Collaboration in large teams is the collective results of dialog between members as pairs.
To create product vision and stories it requires team collaboration between diverse members of varied interests. These members could include end users, customers, development teams, QA, designers, regulatories, management…. In addition user stories may be further classified to persona describing different usage patterns.
- Explain to the attendees the product, objectives and background.
- Each attendee develops her own version of the product-vision and writes it down on a card.
- Mix the cards and ask each attendee to pick a random one.
- Ask attendees to stand in empty space with her product vision.
- The game now is about movement for each person and stopping once connected with another person.
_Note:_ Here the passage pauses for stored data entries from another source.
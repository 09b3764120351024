use tracing::{debug, info};

use crate::{
    dao::models::ParticipantId,
    dto::{
        room::RoomRecord,
        session::{AdvanceResponse, JoinRoomRequest, JoinRoomResponse, SubmitChoiceRequest},
        validation::validate_identifier,
    },
    error::ServiceError,
    session::{RoomSession, RoomView, SessionIdentity, SessionPhase},
    state::SharedState,
};

/// Join (or create) `room_id`, reusing the caller's live session when it sent its identifier.
pub async fn join(
    state: &SharedState,
    room_id: &str,
    request: JoinRoomRequest,
) -> Result<JoinRoomResponse, ServiceError> {
    check_room_id(room_id)?;
    let participant_id = match request.participant_id.as_deref() {
        Some(raw) => ParticipantId::parse(raw)
            .map_err(|err| ServiceError::InvalidInput(err.to_string()))?,
        None => ParticipantId::generate(),
    };

    let (session, created) = match state.session(&participant_id) {
        Ok(session) => (session, false),
        Err(_) => {
            let repository = state.repository().await?;
            state.session_or_insert_with(&participant_id, || {
                RoomSession::with_identity(
                    SessionIdentity::resume(participant_id.clone()),
                    repository,
                    state.config().session_settings(),
                )
            })
        }
    };

    match session.join_or_create(room_id, &request.display_name).await {
        Ok(view) => {
            info!(room_id, participant_id = %participant_id, "participant joined room");
            Ok(JoinRoomResponse {
                participant_id: participant_id.to_string(),
                view,
            })
        }
        Err(err) => {
            if created && session.phase().await == SessionPhase::Idle {
                state.remove_session(&participant_id);
            }
            Err(err.into())
        }
    }
}

/// Raw record of a room, straight from the store.
pub async fn room_record(state: &SharedState, room_id: &str) -> Result<RoomRecord, ServiceError> {
    check_room_id(room_id)?;
    let repository = state.repository().await?;
    let versioned = repository.load(room_id).await?;
    Ok(RoomRecord::from_versioned(room_id, &versioned))
}

/// Latest view of a live session.
pub fn view(state: &SharedState, participant_id: &str) -> Result<RoomView, ServiceError> {
    Ok(find(state, participant_id)?.view())
}

/// Record the participant's pick for the current round.
pub async fn submit_choice(
    state: &SharedState,
    participant_id: &str,
    request: SubmitChoiceRequest,
) -> Result<RoomView, ServiceError> {
    let session = find(state, participant_id)?;
    Ok(session.submit_choice(&request.option).await?)
}

/// Move the room to the next round once both participants chose.
pub async fn advance(
    state: &SharedState,
    participant_id: &str,
) -> Result<AdvanceResponse, ServiceError> {
    let session = find(state, participant_id)?;
    let outcome = session.advance_round().await?;
    debug!(participant_id, ?outcome, "advance requested");
    Ok(AdvanceResponse::new(outcome, session.view()))
}

/// Reset the room for a new game and rejoin it.
pub async fn play_again(
    state: &SharedState,
    participant_id: &str,
) -> Result<RoomView, ServiceError> {
    let session = find(state, participant_id)?;
    Ok(session.play_again().await?)
}

/// Detach the session and forget it.
pub async fn leave(state: &SharedState, participant_id: &str) -> Result<(), ServiceError> {
    let session = find(state, participant_id)?;
    session.leave().await;
    state.remove_session(session.participant_id());
    info!(participant_id, "participant left");
    Ok(())
}

fn check_room_id(room_id: &str) -> Result<(), ServiceError> {
    validate_identifier(room_id).map_err(|err| {
        ServiceError::InvalidInput(format!(
            "room id: {}",
            err.message.unwrap_or_else(|| err.code.clone())
        ))
    })
}

pub(crate) fn find(state: &SharedState, participant_id: &str) -> Result<RoomSession, ServiceError> {
    let participant_id = ParticipantId::parse(participant_id)
        .map_err(|err| ServiceError::InvalidInput(err.to_string()))?;
    state.session(&participant_id)
}
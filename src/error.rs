use axum::{Json, http::StatusCode, response::IntoResponse};
use serde::Serialize;
use thiserror::Error;
use validator::ValidationErrors;

use crate::{
    dao::storage::StorageError,
    session::{RuleError, SessionError},
};

/// Errors that can occur in service layer operations.
#[derive(Debug, Error)]
pub enum ServiceError {
    /// Storage backend is unavailable.
    #[error("storage unavailable")]
    Unavailable(#[source] StorageError),
    /// Application is running in degraded mode without storage.
    #[error("storage unavailable (degraded mode)")]
    Degraded,
    /// Invalid input provided by the client.
    #[error("invalid input: {0}")]
    InvalidInput(String),
    /// Operation cannot be performed in the current state.
    #[error("invalid state: {0}")]
    InvalidState(String),
    /// Requested resource was not found.
    #[error("not found: {0}")]
    NotFound(String),
}

impl From<StorageError> for ServiceError {
    fn from(err: StorageError) -> Self {
        match err {
            StorageError::NotFound { room_id } => {
                ServiceError::NotFound(format!("room `{room_id}`"))
            }
            other => ServiceError::Unavailable(other),
        }
    }
}

impl From<SessionError> for ServiceError {
    fn from(err: SessionError) -> Self {
        match err {
            SessionError::Rule(rule @ RuleError::InvalidChoice { .. }) => {
                ServiceError::InvalidInput(rule.to_string())
            }
            SessionError::Rule(rule) => ServiceError::InvalidState(rule.to_string()),
            SessionError::RoomNotFound(room_id) => {
                ServiceError::NotFound(format!("room `{room_id}`"))
            }
            SessionError::InvalidInput(message) => ServiceError::InvalidInput(message),
            err @ (SessionError::NotJoined
            | SessionError::InvalidState(_)
            | SessionError::Superseded) => ServiceError::InvalidState(err.to_string()),
            SessionError::Transient { source, .. } => ServiceError::Unavailable(source),
            SessionError::Storage(source) => source.into(),
        }
    }
}

impl From<ValidationErrors> for AppError {
    fn from(err: ValidationErrors) -> Self {
        AppError::BadRequest(format!("validation failed: {}", err))
    }
}

/// Application-level errors that are converted to HTTP responses.
#[derive(Debug, Error)]
pub enum AppError {
    /// Bad request with invalid input.
    #[error("bad request: {0}")]
    BadRequest(String),
    /// Requested resource not found.
    #[error("not found: {0}")]
    NotFound(String),
    /// Conflict with current state.
    #[error("conflict: {0}")]
    Conflict(String),
    /// Service unavailable or degraded.
    #[error("service unavailable: {0}")]
    ServiceUnavailable(String),
}

impl From<ServiceError> for AppError {
    fn from(err: ServiceError) -> Self {
        match err {
            ServiceError::Unavailable(source) => AppError::ServiceUnavailable(source.to_string()),
            ServiceError::Degraded => AppError::ServiceUnavailable("degraded mode".into()),
            ServiceError::InvalidInput(message) => AppError::BadRequest(message),
            ServiceError::InvalidState(message) => AppError::Conflict(message),
            ServiceError::NotFound(message) => AppError::NotFound(message),
        }
    }
}

#[derive(Serialize)]
struct ErrorBody {
    message: String,
}

impl IntoResponse for AppError {
    fn into_response(self) -> axum::response::Response {
        let status = match &self {
            AppError::BadRequest(_) => StatusCode::BAD_REQUEST,
            AppError::NotFound(_) => StatusCode::NOT_FOUND,
            AppError::Conflict(_) => StatusCode::CONFLICT,
            AppError::ServiceUnavailable(_) => StatusCode::SERVICE_UNAVAILABLE,
        };

        let payload = Json(ErrorBody {
            message: self.to_string(),
        });

        (status, payload).into_response()
    }
}
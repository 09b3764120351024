use serde::Serialize;
use utoipa::ToSchema;

#[derive(Clone, Debug)]
/// Dispatched payload carried across SSE channels.
pub struct ServerEvent {
    pub event: Option<String>,
    pub data: String,
}

impl ServerEvent {
    /// Convenience wrapper that serialises `payload` into the SSE data field.
    pub fn json<E, T>(event: E, payload: &T) -> serde_json::Result<Self>
    where
        E: Into<Option<String>>,
        T: Serialize,
    {
        Ok(Self {
            event: event.into(),
            data: serde_json::to_string(payload)?,
        })
    }
}

#[derive(Debug, Serialize, ToSchema)]
/// Initial metadata sent to an SSE client when it connects.
pub struct Handshake {
    /// Participant the stream belongs to.
    pub participant_id: String,
    /// Whether the backend is running without a storage backend connection.
    pub degraded: bool,
}

#[derive(Debug, Serialize, ToSchema)]
/// Broadcast when the backend enters or leaves degraded mode.
pub struct SystemStatus {
    pub degraded: bool,
}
- The pair compare each vision and agree on score for each such that the sum of two scores is “7”. For example if one vision is dramatically better than the other, then score it as “7” and the other as “0”. If a pair members find that both visions are close in-terms of quality, they may choose to give one “4” and other “3”, and so on. Of course scores as “6” & “1” and “5” & “2” an be used by each pair.
- These scores are relative between these two visions and represent the opinion of these pair of attendees.
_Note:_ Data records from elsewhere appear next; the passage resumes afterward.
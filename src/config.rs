//! Application-level configuration loading: prompt catalog and game tunables.

use std::{env, fs, io::ErrorKind, path::PathBuf, time::Duration};

use serde::Deserialize;
use tracing::{info, warn};

use crate::{
    dao::room::DEFAULT_UPDATE_ATTEMPTS,
    session::{
        SessionSettings,
        catalog::{Prompt, PromptCatalog},
        rules::DEFAULT_WIN_THRESHOLD,
    },
};

/// Default location on disk where the server looks for the JSON configuration.
const DEFAULT_CONFIG_PATH: &str = "config/app.json";
/// Environment variable that overrides [`DEFAULT_CONFIG_PATH`].
const CONFIG_PATH_ENV: &str = "WYR_BACK_CONFIG_PATH";

const DEFAULT_RETRY_ATTEMPTS: u32 = 3;
const DEFAULT_RETRY_BASE_DELAY_MS: u64 = 100;
const DEFAULT_POLL_INTERVAL_MS: u64 = 500;
const DEFAULT_SESSION_IDLE_TTL_SECS: u64 = 300;

#[derive(Debug, Clone)]
/// Immutable runtime configuration shared across the application.
pub struct AppConfig {
    /// Prompts played in order.
    pub catalog: PromptCatalog,
    /// Combined score needed on the last round to win.
    pub win_threshold: u32,
    /// Compare-and-swap attempts per room update.
    pub update_attempts: u32,
    /// Session-level retries for transient failures.
    pub retry_attempts: u32,
    /// First retry delay.
    pub retry_base_delay: Duration,
    /// Poll period of backends without push notifications.
    pub poll_interval: Duration,
    /// How long a session without stream subscribers survives between requests.
    pub session_idle_ttl: Duration,
}

impl AppConfig {
    /// Load the application configuration from disk, falling back to built-in defaults.
    pub fn load() -> Self {
        let path = resolve_config_path();
        match fs::read_to_string(&path) {
            Ok(contents) => match Self::from_json(&contents) {
                Ok(app_config) => {
                    info!(
                        path = %path.display(),
                        prompts = app_config.catalog.len(),
                        win_threshold = app_config.win_threshold,
                        "loaded game configuration"
                    );
                    app_config
                }
                Err(err) => {
                    warn!(
                        path = %path.display(),
                        error = %err,
                        "failed to parse config; falling back to defaults"
                    );
                    Self::default()
                }
            },
            Err(err) if err.kind() == ErrorKind::NotFound => {
                info!(
                    path = %path.display(),
                    "config file not found; using built-in defaults"
                );
                Self::default()
            }
            Err(err) => {
                warn!(
                    path = %path.display(),
                    error = %err,
                    "failed to read config; falling back to defaults"
                );
                Self::default()
            }
        }
    }

    /// Parse a JSON document; absent keys keep their defaults.
    pub fn from_json(contents: &str) -> Result<Self, ConfigError> {
        let raw = serde_json::from_str::<RawConfig>(contents)?;
        raw.try_into()
    }

    /// Settings handed to every room session.
    pub fn session_settings(&self) -> SessionSettings {
        SessionSettings {
            catalog: self.catalog.clone(),
            win_threshold: self.win_threshold,
            retry_attempts: self.retry_attempts,
            retry_base_delay: self.retry_base_delay,
        }
    }
}

impl Default for AppConfig {
    fn default() -> Self {
        Self {
            catalog: PromptCatalog::default(),
            win_threshold: DEFAULT_WIN_THRESHOLD,
            update_attempts: DEFAULT_UPDATE_ATTEMPTS,
            retry_attempts: DEFAULT_RETRY_ATTEMPTS,
            retry_base_delay: Duration::from_millis(DEFAULT_RETRY_BASE_DELAY_MS),
            poll_interval: Duration::from_millis(DEFAULT_POLL_INTERVAL_MS),
            session_idle_ttl: Duration::from_secs(DEFAULT_SESSION_IDLE_TTL_SECS),
        }
    }
}

/// Why a configuration document was rejected.
#[derive(Debug, thiserror::Error)]
pub enum ConfigError {
    #[error("invalid JSON: {0}")]
    Json(#[from] serde_json::Error),
    #[error(transparent)]
    Catalog(#[from] crate::session::catalog::CatalogError),
    #[error("`{0}` must be greater than zero")]
    Zero(&'static str),
}

#[derive(Debug, Default, Deserialize)]
#[serde(default)]
/// JSON representation of the configuration file located at [`DEFAULT_CONFIG_PATH`].
struct RawConfig {
    prompts: Option<Vec<RawPrompt>>,
    win_threshold: Option<u32>,
    update_attempts: Option<u32>,
    retry_attempts: Option<u32>,
    retry_base_delay_ms: Option<u64>,
    poll_interval_ms: Option<u64>,
    session_idle_ttl_secs: Option<u64>,
}

#[derive(Debug, Deserialize)]
/// JSON representation of a single prompt.
struct RawPrompt {
    first: String,
    second: String,
}

impl TryFrom<RawConfig> for AppConfig {
    type Error = ConfigError;

    fn try_from(value: RawConfig) -> Result<Self, Self::Error> {
        let defaults = Self::default();
        let catalog = match value.prompts {
            Some(prompts) => PromptCatalog::new(
                prompts
                    .into_iter()
                    .map(|raw| Prompt::new(raw.first, raw.second))
                    .collect(),
            )?,
            None => defaults.catalog,
        };

        let positive = |value: Option<u32>, default: u32, name: &'static str| match value {
            Some(0) => Err(ConfigError::Zero(name)),
            Some(value) => Ok(value),
            None => Ok(default),
        };

        Ok(Self {
            catalog,
            win_threshold: value.win_threshold.unwrap_or(defaults.win_threshold),
            update_attempts: positive(
                value.update_attempts,
                defaults.update_attempts,
                "update_attempts",
            )?,
            retry_attempts: positive(
                value.retry_attempts,
                defaults.retry_attempts,
                "retry_attempts",
            )?,
            retry_base_delay: value
                .retry_base_delay_ms
                .map(Duration::from_millis)
                .unwrap_or(defaults.retry_base_delay),
            poll_interval: match value.poll_interval_ms {
                Some(0) => return Err(ConfigError::Zero("poll_interval_ms")),
                Some(ms) => Duration::from_millis(ms),
                None => defaults.poll_interval,
            },
            session_idle_ttl: match value.session_idle_ttl_secs {
                Some(0) => return Err(ConfigError::Zero("session_idle_ttl_secs")),
                Some(secs) => Duration::from_secs(secs),
                None => defaults.session_idle_ttl,
            },
        })
    }
}

/// Resolve the configuration path taking the environment override into account.
fn resolve_config_path() -> PathBuf {
    env::var_os(CONFIG_PATH_ENV)
        .map(PathBuf::from)
        .filter(|path| !path.as_os_str().is_empty())
        .unwrap_or_else(|| PathBuf::from(DEFAULT_CONFIG_PATH))
}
- While standing, each person exchange card with any other person.
- All attendees move again and connect to another person.
- Repeat steps 6 through 8 “6” times.
- After completing the above each card is going to have 6 scores each ranges from 0 to 7.
- Ask each one to sum the scores on her card and write it down.
- The card with the highest score represents the preferred product vision.
- If the scores of the highest and next card are very close, you might like to merge both visions.
- Write down the chosen product vision on a large paper and make it visible for all attendees.
- Attendees reflect on the chosen vision.
- Divide the attendees into groups, each has 6-8 persons sitting around a table.
- The template of user story consists of the following 3 parts: part-1: As <role> part-2: I want to <functionality or feature> part-3: So that I can <benefit>.
- The deliverable from writing user stories would be: a. personas and roles, b. user stories created by consensus, c. further understanding of the detailed benefits of the product, and d. priority of each user story.
- The idea is to build each user story through collaboration of various attendees.
- Each attendee picks a card and completes only the first part of a user story she chooses.
- Each attendee hands the card to the person sitting to her right.
- Then, each attendee completes the immediate part to be filled and handing over the card to the person at right. This can be part-2 or part-3. In addition each attendee is creating new stories by filling part-1 and handing to the person at right.
- This process of shared responsibility on writing each story help to create team ownership on the requirements, have the voice of each member represented and most importantly allows each person to support the work of the other.
- Each group should complete at least 20 user stories.
- Ask each group to review user stories, remove duplicate and redundancy, and to agree on number of stories that is equal to the number of people in their group.
- Prioritize user stories.
- Collect the cards from every group and shuffle them all.
- Ask each person to pick a card.
- Do a round of prioritizing using product vision prioritization technique above.
- Stop when arrive at the composite score of every card.
- The stories should be prioritized according to the composite score on each card. The higher the score on the card, the higher the priority of the user story.
The ideas in this post are based on a session attended in Deep Agile 2010 in Cambridge, MA for prioritizing user stories.